■ Activity: Below are records; reproduce exactly the lines from the one that has "R: AsyncRead +" through the one that has "let code = channel.recv(MessageKind::Confirmation).await?;", ends included, and nothing more.

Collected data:
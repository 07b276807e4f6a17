//! Robot position confirmations.
//!
//! After every movement or rotation command the robot answers with
//! `OK <x> <y>`, its current grid cell. The grammar is strict: exactly three
//! whitespace-separated tokens, the literal `OK`, then two signed decimal
//! integers. Anything else is a syntax fault for the session layer to
//! punish.

use crate::errors::WireError;

/// A cell on the unbounded 2D grid the robots move on.
#[derive(Debug, Clone, Copy, PartialEq, Eq, Hash)]
pub struct Position {
    /// East-west coordinate; east is positive.
    pub x: i32,
    /// North-south coordinate; north is positive.
    pub y: i32,
}

impl Position {
    /// The grid origin, `(0, 0)`.
    ///
    /// Also the session's assumed pose before the first confirmation
    /// arrives; the first reported position overrides it.
    pub const ORIGIN: Self = Self { x: 0, y: 0 };

    /// Construct a position from its coordinates.
    #[must_use]
    pub const fn new(x: i32, y: i32) -> Self {
        Self { x, y }
    }
}

impl std::fmt::Display for Position {
    fn fmt(&self, f: &mut std::fmt::Formatter<'_>) -> std::fmt::Result {
        write!(f, "({}, {})", self.x, self.y)
    }
}

/// Parse an `OK <x> <y>` confirmation payload.
///
/// Accepts any ASCII whitespace between tokens. Trailing tokens, a missing
/// coordinate, a first token other than `OK`, or an unparsable integer all
/// fail.
///
/// # Errors
///
/// Returns [`WireError::MalformedConfirmation`] on any deviation from the
/// grammar, including non-UTF-8 payloads (the grammar is ASCII-only, so no
/// valid confirmation is lost to the UTF-8 requirement).
pub fn parse_confirmation(payload: &[u8]) -> Result<Position, WireError> {
    let text = std::str::from_utf8(payload).map_err(|_| WireError::MalformedConfirmation)?;
    let mut tokens = text.split_ascii_whitespace();

    match tokens.next() {
        Some("OK") => {},
        _ => return Err(WireError::MalformedConfirmation),
    }

    let mut coordinate = || -> Result<i32, WireError> {
        tokens
            .next()
            .and_then(|token| token.parse().ok())
            .ok_or(WireError::MalformedConfirmation)
    };
    let x = coordinate()?;
    let y = coordinate()?;

    if tokens.next().is_some() {
        return Err(WireError::MalformedConfirmation);
    }

    Ok(Position::new(x, y))
}
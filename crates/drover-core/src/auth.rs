//! The keyed-hash login exchange.
//!
//! The session opens with a three-message handshake: the robot names
//! itself, the server answers with the [`SERVER_KEY`] hash of the name, and
//! the robot must reply with the [`CLIENT_KEY`] hash. Both values derive
//! from the same byte sum, so a robot that knows its key can verify the
//! server and vice versa without either key crossing the wire.

use drover_proto::{
    keyed_hash, limits::ACCESS_CODE_DIGITS, MessageKind, ServerCommand, WireError, CLIENT_KEY,
    SERVER_KEY,
};
use tokio::io::{AsyncRead, AsyncWrite};
use tracing::info;

use crate::channel::Channel;
use crate::error::SessionError;

/// Run the login exchange to completion.
///
/// On success the robot has been told `200 OK` and the session may proceed
/// to navigation. On failure the returned fault carries the report line
/// (`301` for a malformed code, `300` for a mismatch); the caller sends it.
///
/// # Errors
///
/// [`SessionError::Syntax`] for an oversize name or malformed access code,
/// [`SessionError::LoginFailed`] for a well-formed code that does not match,
/// plus any transport fault.
pub async fn authenticate<R, W>(channel: &mut Channel<R, W>) -> Result<(), SessionError>
where
    R: AsyncRead + Unpin,
    W: AsyncWrite + Unpin,
{
    let username = channel.recv(MessageKind::Username).await?;
    channel.send_digits(keyed_hash(SERVER_KEY, &username)).await?;

    let code = channel.recv(MessageKind::Confirmation).await?;
    let claimed = parse_access_code(&code)?;
    if claimed != keyed_hash(CLIENT_KEY, &username) {
        return Err(SessionError::LoginFailed);
    }

    channel.send(ServerCommand::Ok).await?;
    info!(robot = %String::from_utf8_lossy(&username), "robot authenticated");
    Ok(())
}

/// Validate and parse an access code.
///
/// The code must be one to five ASCII digits. Five digits can encode up to
/// 99999; the value is reduced modulo 2^16, so a code of `hash + 65536`
/// also authenticates. The reduction mirrors how a 16-bit comparison on the
/// robot side behaves and is deliberate.
fn parse_access_code(code: &[u8]) -> Result<u16, WireError> {
    if code.is_empty() || code.len() > ACCESS_CODE_DIGITS {
        return Err(WireError::MalformedAccessCode);
    }
    if !code.iter().all(u8::is_ascii_digit) {
        return Err(WireError::MalformedAccessCode);
    }

    let value = code
        .iter()
        .fold(0u32, |acc, &digit| acc * 10 + u32::from(digit - b'0'));
    Ok(value as u16)
}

■ Task answer:
    R: AsyncRead + Unpin,
    W: AsyncWrite + Unpin,
{
    let username = channel.recv(MessageKind::Username).await?;
    channel.send_digits(keyed_hash(SERVER_KEY, &username)).await?;

    let code = channel.recv(MessageKind::Confirmation).await?;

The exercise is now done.